Jika kamu menikah, muliakan Tuhan dengan kesetiaan, pelayanan dalam keluarga, dan kasih yang rela berkorban. Jika kamu lajang, gunakan waktumu untuk lebih fokus pada hal-hal dari Tuhan: dalam doa, pertumbuhan, dan misi hidup.
Yang Tuhan cari bukan statusmu, tapi kesediaanmu. Apakah kamu bersedia hidup kudus dan setia di tempat kamu sekarang? Ingat: kemuliaan Tuhan bukan soal acara besar, tapi hidup yang dijalani dengan kasih dan tujuan rohani setiap hari.
“Tuhan bisa dimuliakan dalam setiap status hidupmu, asal hatimu melekat kepada-Nya.”
Pertanyaan Refleksi:
- Apakah aku melihat status hidupku sebagai kekuatan atau sebagai batasan?
- Dalam hal apa aku bisa lebih maksimal melayani di musim hidupku sekarang?

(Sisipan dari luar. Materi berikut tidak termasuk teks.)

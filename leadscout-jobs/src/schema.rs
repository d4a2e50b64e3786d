//! SQLite schema and migrations for the Job Store (spec §4.7).

use rusqlite::{Connection, Result as SqliteResult};

pub const SCHEMA_VERSION: i32 = 1;

pub fn is_initialized(conn: &Connection) -> bool {
    conn.query_row(
        "SELECT name FROM sqlite_master WHERE type='table' AND name='schema_version'",
        [],
        |row| row.get::<_, String>(0),
    )
    .is_ok()
}

pub fn get_schema_version(conn: &Connection) -> SqliteResult<i32> {
    conn.query_row("SELECT COALESCE(MAX(version), 0) FROM schema_version", [], |row| row.get(0))
}

pub fn initialize_schema(conn: &Connection) -> SqliteResult<()> {
    conn.pragma_update(None, "journal_mode", "WAL")?;
    conn.pragma_update(None, "foreign_keys", "ON")?;

    conn.execute(
        "CREATE TABLE IF NOT EXISTS schema_version (
            version INTEGER PRIMARY KEY,
            applied_at TEXT NOT NULL DEFAULT (datetime('now'))
        )",
        [],
    )?;

    let current_version = get_schema_version(conn).unwrap_or(0);
    if current_version < 1 {
        apply_v1_schema(conn)?;
    }

    Ok(())
}

fn apply_v1_schema(conn: &Connection) -> SqliteResult<()> {
    conn.execute(
        "CREATE TABLE IF NOT EXISTS jobs (
            job_id TEXT PRIMARY KEY,
            input_fingerprint TEXT NOT NULL,
            total_rows INTEGER NOT NULL,
            processed_count INTEGER NOT NULL DEFAULT 0,
            status TEXT NOT NULL,
            lock_owner TEXT,
            lock_expires_at TEXT,
            started_at TEXT NOT NULL,
            completed_at TEXT
        )",
        [],
    )?;

    conn.execute(
        "CREATE UNIQUE INDEX IF NOT EXISTS idx_jobs_fingerprint_running
         ON jobs(input_fingerprint) WHERE status = 'running'",
        [],
    )?;

    conn.execute(
        "CREATE TABLE IF NOT EXISTS batches (
            job_id TEXT NOT NULL,
            batch_number INTEGER NOT NULL,
            first_row INTEGER NOT NULL,
            last_row INTEGER NOT NULL,
            status TEXT NOT NULL,
            started_at TEXT,
            committed_at TEXT,
            PRIMARY KEY (job_id, batch_number),
            FOREIGN KEY (job_id) REFERENCES jobs(job_id)
        )",
        [],
    )?;

    conn.execute(
        "CREATE TABLE IF NOT EXISTS lead_results (
            job_id TEXT NOT NULL,
            row_index INTEGER NOT NULL,
            batch_number INTEGER NOT NULL,
            lead_fields TEXT NOT NULL,
            classification TEXT,
            processing_status TEXT NOT NULL,
            error_kind TEXT,
            error_message TEXT,
            attempts INTEGER NOT NULL DEFAULT 0,
            PRIMARY KEY (job_id, row_index),
            FOREIGN KEY (job_id) REFERENCES jobs(job_id)
        )",
        [],
    )?;

    conn.execute("INSERT INTO schema_version (version) VALUES (1)", [])?;

    Ok(())
}
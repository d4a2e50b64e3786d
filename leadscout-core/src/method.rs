//! The closed classification-method enumeration (spec §3).

use serde::{Deserialize, Serialize};

/// Provenance tag recording which layer of the cascade produced a
/// `Classification`.
#[derive(Debug, Clone, Copy, PartialEq, Eq, Hash, Serialize, Deserialize)]
#[serde(rename_all = "snake_case")]
pub enum Method {
    RuleBased,
    Phonetic,
    Learned,
    Llm,
    Cache,
    CompoundPattern,
}

impl Method {
    /// The confidence range this method's `Classification`s must fall
    /// within (spec §3 Confidence invariant). `Llm` and `Cache` carry the
    /// upstream LLM confidence, so their lower bound is 0.0 to permit the
    /// `llm_unavailable` terminal outcome (confidence 0.0, method `llm`).
    pub fn confidence_range(&self) -> (f64, f64) {
        match self {
            Method::RuleBased => (0.8, 1.0),
            Method::Phonetic => (0.5, 0.95),
            Method::Learned => (0.6, 0.95),
            Method::Llm => (0.0, 0.99),
            Method::Cache => (0.0, 0.99),
            Method::CompoundPattern => (0.6, 0.95),
        }
    }

    pub fn as_str(&self) -> &'static str {
        match self {
            Method::RuleBased => "rule_based",
            Method::Phonetic => "phonetic",
            Method::Learned => "learned",
            Method::Llm => "llm",
            Method::Cache => "cache",
            Method::CompoundPattern => "compound_pattern",
        }
    }

    pub fn parse(s: &str) -> Option<Self> {
        match s {
            "rule_based" => Some(Method::RuleBased),
            "phonetic" => Some(Method::Phonetic),
            "learned" => Some(Method::Learned),
            "llm" => Some(Method::Llm),
            "cache" => Some(Method::Cache),
            "compound_pattern" => Some(Method::CompoundPattern),
            _ => None,
        }
    }
}

impl std::fmt::Display for Method {
    fn fmt(&self, f: &mut std::fmt::Formatter<'_>) -> std::fmt::Result {
        write!(f, "{}", self.as_str())
    }
}
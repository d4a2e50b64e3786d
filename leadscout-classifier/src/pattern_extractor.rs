//! Pattern Extractor: turns a successful LLM classification into durable
//! patterns (spec §4.9).

use std::sync::Arc;

use leadscout_core::dictionary_entry::{token_role, TokenRole, COMPOUND_PARTICLE_SEQUENCES};
use leadscout_core::{phonetic::PhoneticCode, Classification, Ethnicity, Method, PatternType};
use leadscout_learning::LearningStore;

/// Minimum LLM confidence required before a classification is mined for
/// patterns at all (spec §4.9).
const MIN_LLM_CONFIDENCE: f64 = 0.8;
/// Starting confidence for newly-inserted structural/linguistic patterns
/// (spec §4.9).
const NEW_PATTERN_CONFIDENCE: f64 = 0.7;

/// Recognizable Nguni/Khoisan click-consonant digraphs. Presence of one
/// of these is treated as a linguistic marker distinct from the
/// dictionary's token-level lookup (spec §4.9).
const CLICK_CONSONANT_MARKERS: &[&str] = &["xh", "qh", "gq", "nq", "hl", "dl"];

pub struct PatternExtractor {
    learning: Arc<LearningStore>,
}

impl PatternExtractor {
    pub fn new(learning: Arc<LearningStore>) -> Self {
        Self { learning }
    }

    /// Derives and persists patterns from `classification`, a no-op
    /// unless it came from the LLM layer at sufficient confidence with a
    /// non-`unknown` ethnicity (spec §4.9).
    pub fn extract(&self, classification: &Classification, codes: &PhoneticCode) {
        if classification.method != Method::Llm {
            return;
        }
        if classification.confidence < MIN_LLM_CONFIDENCE || classification.ethnicity == Ethnicity::Unknown {
            return;
        }

        let normalized = classification.normalized_name.as_str();
        let ethnicity = classification.ethnicity;

        self.extract_structural(normalized, ethnicity);
        self.extract_phonetic(&classification.original_name, codes, ethnicity, classification.confidence);
        self.extract_linguistic_markers(normalized, ethnicity);
        self.extract_compound_surname(normalized, ethnicity);
    }

    fn extract_structural(&self, normalized_name: &str, ethnicity: Ethnicity) {
        for candidate in [normalized_name, most_significant_token(normalized_name).unwrap_or(normalized_name)] {
            insert_affix_patterns(&self.learning, candidate, ethnicity);
        }
    }

    fn extract_phonetic(&self, original_name: &str, codes: &PhoneticCode, ethnicity: Ethnicity, llm_confidence: f64) {
        if codes.is_empty() {
            return;
        }
        let key = leadscout_phonetic::family_key(codes);
        self.learning.upsert_phonetic_family(&key, ethnicity, original_name, llm_confidence);
    }

    fn extract_linguistic_markers(&self, normalized_name: &str, ethnicity: Ethnicity) {
        for marker in CLICK_CONSONANT_MARKERS {
            if normalized_name.contains(marker) {
                self.learning.upsert_pattern(PatternType::LinguisticMarker, marker, ethnicity, NEW_PATTERN_CONFIDENCE);
            }
        }
    }

    fn extract_compound_surname(&self, normalized_name: &str, ethnicity: Ethnicity) {
        let tokens: Vec<&str> = normalized_name.split_whitespace().collect();
        if let Some(anchor) = compound_surname_anchor(&tokens) {
            self.learning.upsert_pattern(PatternType::CompoundSurname, anchor, ethnicity, NEW_PATTERN_CONFIDENCE);
        }
    }
}

fn insert_affix_patterns(learning: &LearningStore, token: &str, ethnicity: Ethnicity) {
    if let Some(p) = leadscout_core::name::prefix(token, 2) {
        learning.upsert_pattern(PatternType::Prefix2, &p, ethnicity, NEW_PATTERN_CONFIDENCE);
    }
    if let Some(s) = leadscout_core::name::suffix(token, 2) {
        learning.upsert_pattern(PatternType::Suffix2, &s, ethnicity, NEW_PATTERN_CONFIDENCE);
    }
    if let Some(p) = leadscout_core::name::prefix(token, 3) {
        learning.upsert_pattern(PatternType::Prefix3, &p, ethnicity, NEW_PATTERN_CONFIDENCE);
    }
    if let Some(s) = leadscout_core::name::suffix(token, 3) {
        learning.upsert_pattern(PatternType::Suffix3, &s, ethnicity, NEW_PATTERN_CONFIDENCE);
    }
}

/// The longest `Significant` token, ties broken by first occurrence —
/// typically the surname in a "forename(s) surname" layout.
fn most_significant_token(normalized_name: &str) -> Option<&str> {
    normalized_name
        .split_whitespace()
        .filter(|t| matches!(token_role(t), TokenRole::Significant))
        .max_by_key(|t| t.len())
}

fn compound_surname_anchor<'a>(tokens: &[&'a str]) -> Option<&'a str> {
    let mut sequences: Vec<&[&str]> = COMPOUND_PARTICLE_SEQUENCES.to_vec();
    sequences.sort_by_key(|s| std::cmp::Reverse(s.len()));

    for sequence in sequences {
        if sequence.is_empty() {
            continue;
        }
        for start in 0..tokens.len() {
            let end = start + sequence.len();
            if end <= tokens.len() && tokens[start..end] == *sequence && end < tokens.len() {
                return Some(tokens[end]);
            }
        }
    }
    None
}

- Apakah aku sudah hidup dengan arah kekudusan, bukan sekadar status sosial?
Tantangan Hari Ini:
Pilih satu tindakan kecil hari ini yang mencerminkan bahwa kamu mau memakai status hidupmu, menikah atau lajang, untuk menyenangkan Tuhan.
Doa:
Tuhan Yesus Kristus, aku percaya bahwa Engkau hadir dalam setiap musim hidupku. Entah aku sendiri atau berpasangan, aku mau hidup untuk kemuliaan-Mu. Beriku hati yang penuh syukur dan mata yang melihat peluang untuk melayani. Amin.